This Is a War, Baby
What is happening in Donbass now? A quick Google search confirms the conflict is still going on.
Since it started in 2014 and was the highlight of all news outlets, it has been buried among other conflicts and crises happening around the world. But it is far from over. Given the speed of information the inevitable bias oriented towards counting clicks, we increasingly lose track of events. Or is it that the speed of information accelerates the succession of things?
It usually takes a long time to make a creative documentary. The industry reports an average of three years. Perhaps the most notable film about the conflict in Ukraine has been Vitaly Mansky's Close Relations, in which the filmmaker creates a distance through his specific approach. But the Ukrainian director Yuriy Pupyrin has already churned out his second, after last year's Chronicles of an Under-Declared War. How did he manage to make This Is a War, Baby, only one year after his debut?
Well, this is a different kind of creative documentary. It is urgent but not topical, at least not in the sense usually considered by documentary festivals and commissioning editors. It is fast-paced, but its narrative development is slow. This is not a simple conflict of two nations over one piece of land. It is a slice of life of one rag-tag unit of Ukrainian soldiers in the Donetsk region.

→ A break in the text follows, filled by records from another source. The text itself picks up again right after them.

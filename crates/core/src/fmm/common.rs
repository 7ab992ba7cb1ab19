use log::debug;
use num_complex::Complex64;

use super::LayerPattern;
use crate::error::{RcwaError, Result};
use crate::fft::{next_fast_size, FftDirection, FftPlan2D};
use crate::field::Field2D;
use crate::grid::Grid2D;
use crate::gsel::BasisSet;
use crate::lattice::{Dimensionality, Lattice2D, ReciprocalLattice2D};
use crate::material::{Material, MaterialTable};
use crate::matrix::CMatrix;
use crate::options::FmmOptions;
use crate::special::jinc;

/// Inputs shared by every factorization rule, resolved once per call.
pub(crate) struct FactorizationContext<'a> {
    pub layer: LayerPattern<'a>,
    pub materials: &'a MaterialTable,
    pub basis: &'a BasisSet,
    pub lattice: &'a Lattice2D,
    pub lk: ReciprocalLattice2D,
    pub dimensionality: Dimensionality,
    pub cell_size: f64,
    /// Material of each region: slot 0 is the background.
    pub regions: Vec<Material>,
}

impl<'a> FactorizationContext<'a> {
    pub fn new(
        layer: &LayerPattern<'a>,
        materials: &'a MaterialTable,
        basis: &'a BasisSet,
        lattice: &'a Lattice2D,
    ) -> Result<Self> {
        let lk = lattice.reciprocate()?;
        let mut regions = Vec::with_capacity(layer.pattern.shape_count() + 1);
        regions.push(*materials.get(layer.background)?);
        for shape in 0..layer.pattern.shape_count() {
            regions.push(*materials.get(layer.pattern.shape_material(shape))?);
        }
        Ok(Self {
            layer: *layer,
            materials,
            basis,
            lattice,
            lk,
            dimensionality: lattice.dimensionality(),
            cell_size: lattice.unit_cell_size(),
            regions,
        })
    }

    pub fn n(&self) -> usize {
        self.basis.len()
    }

    pub fn has_tensor(&self) -> bool {
        self.regions.iter().any(Material::is_tensor)
    }

    /// Per-region table of `value(material)`.
    pub fn region_values(&self, value: impl Fn(&Material) -> Complex64) -> Vec<Complex64> {
        self.regions.iter().map(value).collect()
    }

    /// `M[i, j] = sample(G_i − G_j)`.
    pub fn difference_matrix(&self, mut sample: impl FnMut([i32; 2]) -> Complex64) -> CMatrix {
        let g = self.basis.vectors();
        CMatrix::from_fn(g.len(), g.len(), |i, j| {
            sample([g[i][0] - g[j][0], g[i][1] - g[j][1]])
        })
    }

    /// Toeplitz matrix of the analytic Fourier transform of a region table,
    /// optionally attenuated by Lanczos smoothing.
    pub fn transform_matrix(
        &self,
        values: &[Complex64],
        lanczos: Option<&LanczosSmoothing>,
    ) -> CMatrix {
        self.difference_matrix(|dg| {
            let f = self.lk.frequency(dg);
            let value = self.layer.pattern.fourier_transform(
                values,
                f,
                self.dimensionality,
                self.cell_size,
            );
            match lanczos {
                Some(smoothing) => value * smoothing.factor(f),
                None => value,
            }
        })
    }

    /// Toeplitz matrix read out of a forward-transformed grid.
    pub fn spectrum_matrix(&self, spectrum: &Field2D) -> CMatrix {
        self.difference_matrix(|dg| spectrum.at_frequency(dg))
    }

    /// Largest spatial frequency present in the basis.
    pub fn max_frequency(&self) -> f64 {
        self.basis
            .vectors()
            .iter()
            .map(|&g| {
                let f = self.lk.frequency(g);
                f[0].hypot(f[1])
            })
            .fold(0.0, f64::max)
    }
}

/// Lanczos sigma factors `σ(f) = Jinc(|f| / (2·order + 1))^power`.
#[derive(Debug, Clone, Copy, PartialEq)]
pub struct LanczosSmoothing {
    pub order: f64,
    pub power: u32,
}

impl LanczosSmoothing {
    /// Smoothing requested by the options, or `None` when disabled. The order
    /// is the length of the last basis frequency plus the shortest
    /// reciprocal vector, scaled by the smoothing width.
    pub fn from_options(
        basis: &BasisSet,
        lk: &ReciprocalLattice2D,
        options: &FmmOptions,
    ) -> Option<Self> {
        if !options.use_lanczos_smoothing || basis.is_empty() {
            return None;
        }
        let last = lk.frequency(basis.get(basis.len() - 1));
        let shortest = if lk.is_one_dimensional() {
            lk.b1_length()
        } else {
            lk.b1_length().min(lk.b2_length())
        };
        let order = (last[0].hypot(last[1]) + shortest) * options.lanczos_smoothing_width;
        debug!("Lanczos smoothing order {order}, power {}", options.lanczos_smoothing_power);
        Some(Self {
            order,
            power: options.lanczos_smoothing_power,
        })
    }

    pub fn factor(&self, f: [f64; 2]) -> f64 {
        let x = f[0].hypot(f[1]) / (2.0 * self.order + 1.0);
        jinc(x).powi(self.power as i32)
    }
}

/// Real-space grid fine enough to resolve every basis frequency at
/// `resolution` samples per period. Each axis holds at least `4M + 1` bins so
/// the differences `-2M..=2M` read by the operators never share a bin.
pub fn discretization_grid(
    basis: &BasisSet,
    lattice: &Lattice2D,
    resolution: usize,
) -> Result<Grid2D> {
    let extent = basis.extent();
    let axis = |m: i32| -> Result<usize> {
        let m = m.max(1) as usize;
        let sampled = m.checked_mul(resolution);
        let distinct = m.checked_mul(4).and_then(|n| n.checked_add(1));
        sampled
            .zip(distinct)
            .map(|(sampled, distinct)| next_fast_size(sampled.max(distinct)))
            .ok_or(RcwaError::Allocation {
                elements: usize::MAX,
            })
    };
    let nx = axis(extent[0])?;
    let ny = if lattice.is_one_dimensional() {
        1
    } else {
        axis(extent[1])?
    };
    let elements = nx
        .checked_mul(ny)
        .filter(|&len| len <= isize::MAX as usize / std::mem::size_of::<Complex64>())
        .ok_or(RcwaError::Allocation {
            elements: nx.saturating_mul(ny),
        })?;
    debug!("discretization grid {nx}x{ny} ({elements} cells)");
    Ok(Grid2D::new(nx, ny))
}

/// Forward transform each field in place and normalize by the cell count, so
/// that bin `dG` holds the Fourier coefficient of that frequency.
pub(crate) fn forward_transform_all(fields: &mut [&mut Field2D]) -> Result<()> {
    let Some(first) = fields.first() else {
        return Ok(());
    };
    let grid = first.grid();
    let plan = FftPlan2D::new(grid, FftDirection::Forward)?;
    let scale = 1.0 / grid.len() as f64;
    for field in fields.iter_mut() {
        plan.execute_in_place(field)?;
        field.scale(scale);
    }
    Ok(())
}

pub(crate) fn block_diagonal(upper: &CMatrix, lower: &CMatrix) -> CMatrix {
    let n = upper.rows();
    let mut out = CMatrix::zeros(2 * n, 2 * n);
    out.set_block(0, 0, upper);
    out.set_block(n, n, lower);
    out
}

pub(crate) fn from_quadrants(xx: &CMatrix, xy: &CMatrix, yx: &CMatrix, yy: &CMatrix) -> CMatrix {
    let n = xx.rows();
    let mut out = CMatrix::zeros(2 * n, 2 * n);
    out.set_block(0, 0, xx);
    out.set_block(0, n, xy);
    out.set_block(n, 0, yx);
    out.set_block(n, n, yy);
    out
}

Pupyrin follows the soldiers, along with a Polish TV crew led by a sassy reporter, as they move along the front lines of the conflict. But no battle is ever seen in the footage. The best we get is the sound of bullets and grenades.
Instead, This Is a War, Baby is a 60-minute, fully hand-held camera documentary with very little polishing in either the shooting itself or post-production. The soldiers of the 93rd Brigade of the Ukrainian Armed Forces seem to be quite a jovial group of men called by nicknames such as Monk, German, Tatarin, Gypsy etc., They keep having trouble with their vehicles and weapons, always on the lookout for a spare magazine of ammunition, a canister of diesel, or a generator left over from separatists. They trudge through the muddy fields of Donbass spring with what seems like very little discipline, even less talk of politics, and a lot of joking and drinking. At times, the film feels more like the beginning of a low-budget, found-footage horror movie set in Eastern Europe. We are just waiting for the monster to pop out.

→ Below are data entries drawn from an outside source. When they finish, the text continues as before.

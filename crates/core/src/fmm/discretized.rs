//! Discretized rule: sample the layer on a real-space grid, transform the
//! component grids and read the coefficients back at basis differences.

use log::debug;

use super::common::{forward_transform_all, from_quadrants, FactorizationContext};
use super::projection;
use super::PermittivityOperators;
use crate::dielectric::{sample_layer, AveragingMode};
use crate::error::{RcwaError, Result};
use crate::options::FmmOptions;
use crate::polarization::PolarizationBasis;

pub(crate) fn build(
    ctx: &FactorizationContext<'_>,
    options: &FmmOptions,
    mode: AveragingMode,
    polarization: Option<PolarizationBasis>,
) -> Result<PermittivityOperators> {
    if polarization.is_some() && ctx.has_tensor() {
        return Err(RcwaError::Unsupported(
            "polarization basis projection requires scalar materials".into(),
        ));
    }
    let grid = super::discretization_grid(ctx.basis, ctx.lattice, options.resolution)?;
    debug!("discretizing on {}x{} grid ({:?})", grid.nx, grid.ny, mode);

    let mut grids = sample_layer(
        ctx.layer.pattern,
        ctx.layer.background,
        ctx.materials,
        ctx.lattice,
        grid,
        mode,
    )?;
    forward_transform_all(&mut grids.fields_mut())?;

    let xx = ctx.spectrum_matrix(&grids.xx);
    let epsilon_inv = ctx
        .spectrum_matrix(&grids.zz)
        .inverse("inverting the zz component matrix")?;

    let epsilon2 = match polarization {
        Some(kind) => {
            let inverse_rule = ctx.spectrum_matrix(&grids.inv_zz);
            projection::project(ctx, kind, grid, &xx, &inverse_rule)?
        }
        // Kottke cells carry off-diagonal terms even in scalar layers.
        None => from_quadrants(
            &xx,
            &ctx.spectrum_matrix(&grids.xy),
            &ctx.spectrum_matrix(&grids.yx),
            &ctx.spectrum_matrix(&grids.yy),
        ),
    };
    Ok(PermittivityOperators {
        epsilon2,
        epsilon_inv,
    })
}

Of course the monster is already there. But it is not any of the soldiers or any of the conflicted forces. It is not Poroshenko, nor Putin. It is not the war itself. The monster is what the history and the current political and social era have aggregated into. It does not have a name yet. We cannot even grasp all of it, as if it were one of H.P. Lovecraft's cosmic horrors. But one of its many heads is beautifully uncovered by one of Pupyrin's editing decisions.
As the soldiers pass by a church and a large estate surrounding it, a narrative title informs us it is the residency of Ilaryon, the Metropolitan of Donetsk and Mariupol. Ilaryon is famous for owning a €150,000 wristwatch and a Cadillac. The soldiers have been allowed to "do some looting" in the high-ranking priest's house. The director himself observes that he has not seen a single house that had not yet been looted.
The next segment features members of the ultra-nationalist Right Sector, a paramilitary group that has been (kind of) assimilated into the Ukrainian Army, talk about the war for motherland. All volunteers, they consider themselves above regular people who left their homes to run from the war. This is their sacred duty. Their chaplain, who wears a liturgical vestment over the Sector's black uniform (was a black uniform ever a sign of good intentions in the history of the world?), explains how a volunteer is akin to Christ: he sacrifices himself for his people.
As the always-smiling Polish TV reporter leaves in a van belonging to OUN (the acronym does not stand for anything United Nations-related, but for the Organization of Ukrainian Nationalists), the soldiers finally finish the interment of a frozen separatist who they began to bury in the prologue. We are left to think through a film that resembles Catch 22 in its satire and Paths of Glory in its bitterness. And it is not even a religious war we are witnessing here.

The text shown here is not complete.